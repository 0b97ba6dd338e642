//! Loading binding graphs from JSON Lines files.
//!
//! Each line of a graph file declares one binding and its direct
//! dependencies:
//!
//! ```text
//! {"key": "com.google.Beach", "dependencies": ["com.google.IceCreamShop"]}
//! {"key": "com.google.IceCreamShop"}
//! ```
//!
//! `dependencies` may be omitted. Blank lines are ignored. Loading is
//! resilient: a bad line is skipped and reported as a [`LoadWarning`] rather
//! than failing the whole file.

use crate::catalog::NamedGraph;
use crate::error::{LoadError, Result};
use async_trait::async_trait;
use serde::{Deserialize, Serialize};
use std::collections::HashMap;
use std::fmt;
use std::path::{Path, PathBuf};
use tangle_engine::{DependencyGraph, GraphBuilder, GraphModel};
use tokio::fs::{self, File};
use tokio::io::{AsyncBufReadExt, AsyncWriteExt, BufReader, BufWriter};

/// File extension of graph files.
pub const GRAPH_FILE_EXTENSION: &str = "jsonl";

/// One line of a graph file.
#[derive(Debug, Clone, PartialEq, Eq, Serialize, Deserialize)]
pub struct BindingRecord {
    /// Fully qualified binding name.
    pub key: String,

    /// Direct dependencies, in declaration order.
    #[serde(default)]
    pub dependencies: Vec<String>,
}

/// Non-fatal problems found while loading a graph file.
///
/// The offending line is skipped (or merged, for duplicates) and loading
/// carries on.
#[derive(Debug, Clone, PartialEq, Eq)]
pub enum LoadWarning {
    /// The line is not a valid binding record.
    ///
    /// **Effect**: Line is skipped entirely.
    MalformedJson {
        /// 1-based line number.
        line_number: usize,
        /// Parser message.
        error: String,
    },

    /// The record has an empty or whitespace-only key.
    ///
    /// **Effect**: Line is skipped entirely.
    EmptyKey {
        /// 1-based line number.
        line_number: usize,
    },

    /// A dependency name is empty or whitespace-only.
    ///
    /// **Effect**: That dependency is dropped; the rest of the record loads.
    EmptyDependency {
        /// Key of the record listing it.
        key: String,
        /// 1-based line number.
        line_number: usize,
    },

    /// The key was already declared earlier in the file.
    ///
    /// **Effect**: The dependencies are merged into the first declaration.
    DuplicateBinding {
        /// The repeated key.
        key: String,
        /// 1-based line number of the repeat.
        line_number: usize,
    },
}

impl fmt::Display for LoadWarning {
    fn fmt(&self, f: &mut fmt::Formatter<'_>) -> fmt::Result {
        match self {
            Self::MalformedJson { line_number, error } => {
                write!(f, "line {line_number}: skipped malformed record: {error}")
            }
            Self::EmptyKey { line_number } => {
                write!(f, "line {line_number}: skipped record with empty key")
            }
            Self::EmptyDependency { key, line_number } => {
                write!(f, "line {line_number}: skipped empty dependency of '{key}'")
            }
            Self::DuplicateBinding { key, line_number } => {
                write!(f, "line {line_number}: merged duplicate binding '{key}'")
            }
        }
    }
}

/// Graphs loaded from a source, plus the warnings raised per graph.
#[derive(Debug, Default)]
pub struct LoadedGraphs {
    /// Graphs in load order.
    pub graphs: Vec<NamedGraph>,
    /// `(graph name, warning)` pairs.
    pub warnings: Vec<(String, LoadWarning)>,
}

/// Somewhere binding graphs can be loaded from.
#[async_trait]
pub trait GraphSource: Send + Sync {
    /// Load every graph this source provides.
    async fn load(&self) -> Result<LoadedGraphs>;

    /// Human-readable location, for logs.
    fn location(&self) -> &Path;
}

/// Every `*.jsonl` file in a directory, one graph per file.
#[derive(Debug, Clone)]
pub struct DirectorySource {
    dir: PathBuf,
}

impl DirectorySource {
    /// Source the graphs in `dir`.
    pub fn new(dir: impl Into<PathBuf>) -> Self {
        Self { dir: dir.into() }
    }
}

#[async_trait]
impl GraphSource for DirectorySource {
    async fn load(&self) -> Result<LoadedGraphs> {
        load_graph_dir(&self.dir).await
    }

    fn location(&self) -> &Path {
        &self.dir
    }
}

/// A single graph file.
#[derive(Debug, Clone)]
pub struct FileSource {
    path: PathBuf,
}

impl FileSource {
    /// Source the graph in `path`.
    pub fn new(path: impl Into<PathBuf>) -> Self {
        Self { path: path.into() }
    }
}

#[async_trait]
impl GraphSource for FileSource {
    async fn load(&self) -> Result<LoadedGraphs> {
        let (graph, warnings) = load_graph_file(&self.path).await?;
        let warnings = warnings
            .into_iter()
            .map(|warning| (graph.name.clone(), warning))
            .collect();
        Ok(LoadedGraphs {
            graphs: vec![graph],
            warnings,
        })
    }

    fn location(&self) -> &Path {
        &self.path
    }
}

/// Pick the source for `path`: a directory of graphs or a single file.
#[must_use]
pub fn source_for(path: &Path) -> Box<dyn GraphSource> {
    if path.is_file() {
        Box::new(FileSource::new(path))
    } else {
        Box::new(DirectorySource::new(path))
    }
}

/// Parse graph records from `lines`, resiliently.
///
/// Records are merged by key in first-declaration order, then assembled into
/// a graph.
pub fn parse_graph<'a, I>(lines: I) -> (DependencyGraph, Vec<LoadWarning>)
where
    I: IntoIterator<Item = &'a str>,
{
    let mut parser = RecordParser::default();
    for (index, line) in lines.into_iter().enumerate() {
        parser.accept(index + 1, line);
    }
    parser.finish()
}

/// Load one graph file. The graph is named after the file stem.
///
/// # Errors
///
/// Returns `LoadError::Read` if the file cannot be opened or read.
pub async fn load_graph_file(path: &Path) -> Result<(NamedGraph, Vec<LoadWarning>)> {
    let read_error = |source| LoadError::Read {
        path: path.to_path_buf(),
        source,
    };

    let file = File::open(path).await.map_err(read_error)?;
    let mut lines = BufReader::new(file).lines();
    let mut parser = RecordParser::default();
    let mut line_number = 0;

    while let Some(line) = lines.next_line().await.map_err(read_error)? {
        line_number += 1;
        parser.accept(line_number, &line);
    }

    let (graph, warnings) = parser.finish();
    let name = graph_name(path);
    tracing::debug!(
        graph = %name,
        nodes = graph.node_count(),
        edges = graph.edge_count(),
        warnings = warnings.len(),
        "Loaded graph file"
    );

    Ok((NamedGraph::new(name, graph), warnings))
}

/// Load every graph file in `dir`, sorted by file name.
///
/// # Errors
///
/// - `LoadError::Read` if the directory or a file in it cannot be read
/// - `LoadError::NoGraphs` if the directory holds no graph files
pub async fn load_graph_dir(dir: &Path) -> Result<LoadedGraphs> {
    let read_error = |source| LoadError::Read {
        path: dir.to_path_buf(),
        source,
    };

    let mut entries = fs::read_dir(dir).await.map_err(read_error)?;
    let mut paths = Vec::new();
    while let Some(entry) = entries.next_entry().await.map_err(read_error)? {
        let path = entry.path();
        if path.extension().is_some_and(|ext| ext == GRAPH_FILE_EXTENSION) && path.is_file() {
            paths.push(path);
        }
    }

    if paths.is_empty() {
        return Err(LoadError::NoGraphs {
            dir: dir.to_path_buf(),
        }
        .into());
    }
    paths.sort();

    let mut loaded = LoadedGraphs::default();
    for path in paths {
        let (graph, warnings) = load_graph_file(&path).await?;
        loaded
            .warnings
            .extend(warnings.into_iter().map(|w| (graph.name.clone(), w)));
        loaded.graphs.push(graph);
    }
    Ok(loaded)
}

/// Write `graph` to `path`, one record per node in declaration order.
///
/// The file is written to a temporary sibling and renamed into place, so a
/// failed write leaves any existing file intact. The temporary file is
/// removed when the write or the rename fails.
///
/// # Errors
///
/// Returns `LoadError::Read` on IO failure and `LoadError::Serialize` if a
/// record cannot be encoded.
pub async fn save_graph_file(path: &Path, graph: &DependencyGraph) -> Result<()> {
    let temp_path = path.with_extension("tmp");

    let outcome: Result<()> = match write_records(&temp_path, graph).await {
        Ok(()) => fs::rename(&temp_path, path).await.map_err(|source| {
            LoadError::Read {
                path: path.to_path_buf(),
                source,
            }
            .into()
        }),
        Err(err) => Err(err),
    };

    if outcome.is_err() {
        // Best-effort cleanup of temp file
        let _ = fs::remove_file(&temp_path).await;
    }
    outcome
}

async fn write_records(temp_path: &Path, graph: &DependencyGraph) -> Result<()> {
    let write_error = |source| LoadError::Read {
        path: temp_path.to_path_buf(),
        source,
    };

    let file = File::create(temp_path).await.map_err(write_error)?;
    let mut writer = BufWriter::new(file);

    for key in graph.all_nodes() {
        let record = BindingRecord {
            key: key.to_string(),
            dependencies: graph
                .dependencies_of(key)
                .into_iter()
                .map(str::to_string)
                .collect(),
        };
        let json = serde_json::to_string(&record).map_err(|source| LoadError::Serialize {
            key: record.key.clone(),
            source,
        })?;
        writer.write_all(json.as_bytes()).await.map_err(write_error)?;
        writer.write_all(b"\n").await.map_err(write_error)?;
    }

    writer.flush().await.map_err(write_error)?;
    Ok(())
}

fn graph_name(path: &Path) -> String {
    path.file_stem()
        .map_or_else(|| path.display().to_string(), |stem| stem.to_string_lossy().into_owned())
}

/// Accumulates records line by line, merging duplicate keys.
#[derive(Default)]
struct RecordParser {
    bindings: Vec<BindingRecord>,
    index: HashMap<String, usize>,
    warnings: Vec<LoadWarning>,
}

impl RecordParser {
    fn accept(&mut self, line_number: usize, line: &str) {
        let line = line.trim();
        if line.is_empty() {
            return;
        }

        let record: BindingRecord = match serde_json::from_str(line) {
            Ok(record) => record,
            Err(err) => {
                self.warnings.push(LoadWarning::MalformedJson {
                    line_number,
                    error: err.to_string(),
                });
                return;
            }
        };

        let key = record.key.trim();
        if key.is_empty() {
            self.warnings.push(LoadWarning::EmptyKey { line_number });
            return;
        }

        // Trimmed like keys; empty names are dropped.
        let mut dependencies = Vec::with_capacity(record.dependencies.len());
        for dependency in &record.dependencies {
            let dependency = dependency.trim();
            if dependency.is_empty() {
                self.warnings.push(LoadWarning::EmptyDependency {
                    key: key.to_string(),
                    line_number,
                });
            } else {
                dependencies.push(dependency.to_string());
            }
        }

        if let Some(&existing) = self.index.get(key) {
            self.warnings.push(LoadWarning::DuplicateBinding {
                key: key.to_string(),
                line_number,
            });
            if let Some(first) = self.bindings.get_mut(existing) {
                first.dependencies.extend(dependencies);
            }
            return;
        }

        self.index.insert(key.to_string(), self.bindings.len());
        self.bindings.push(BindingRecord {
            key: key.to_string(),
            dependencies,
        });
    }

    fn finish(self) -> (DependencyGraph, Vec<LoadWarning>) {
        let mut builder = GraphBuilder::new();
        // Declare every key first so node order follows the file.
        for binding in &self.bindings {
            builder.add_node(&binding.key);
        }
        for binding in &self.bindings {
            builder.add_binding(&binding.key, &binding.dependencies);
        }
        (builder.build(), self.warnings)
    }
}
---
▶ **THE PROBLEM**
If a line in the records contains the word "cannot", copy it.

▶ **YOUR RESPONSE**
/// Returns `LoadError::Read` if the file cannot be opened or read.
/// - `LoadError::Read` if the directory or a file in it cannot be read
/// record cannot be encoded.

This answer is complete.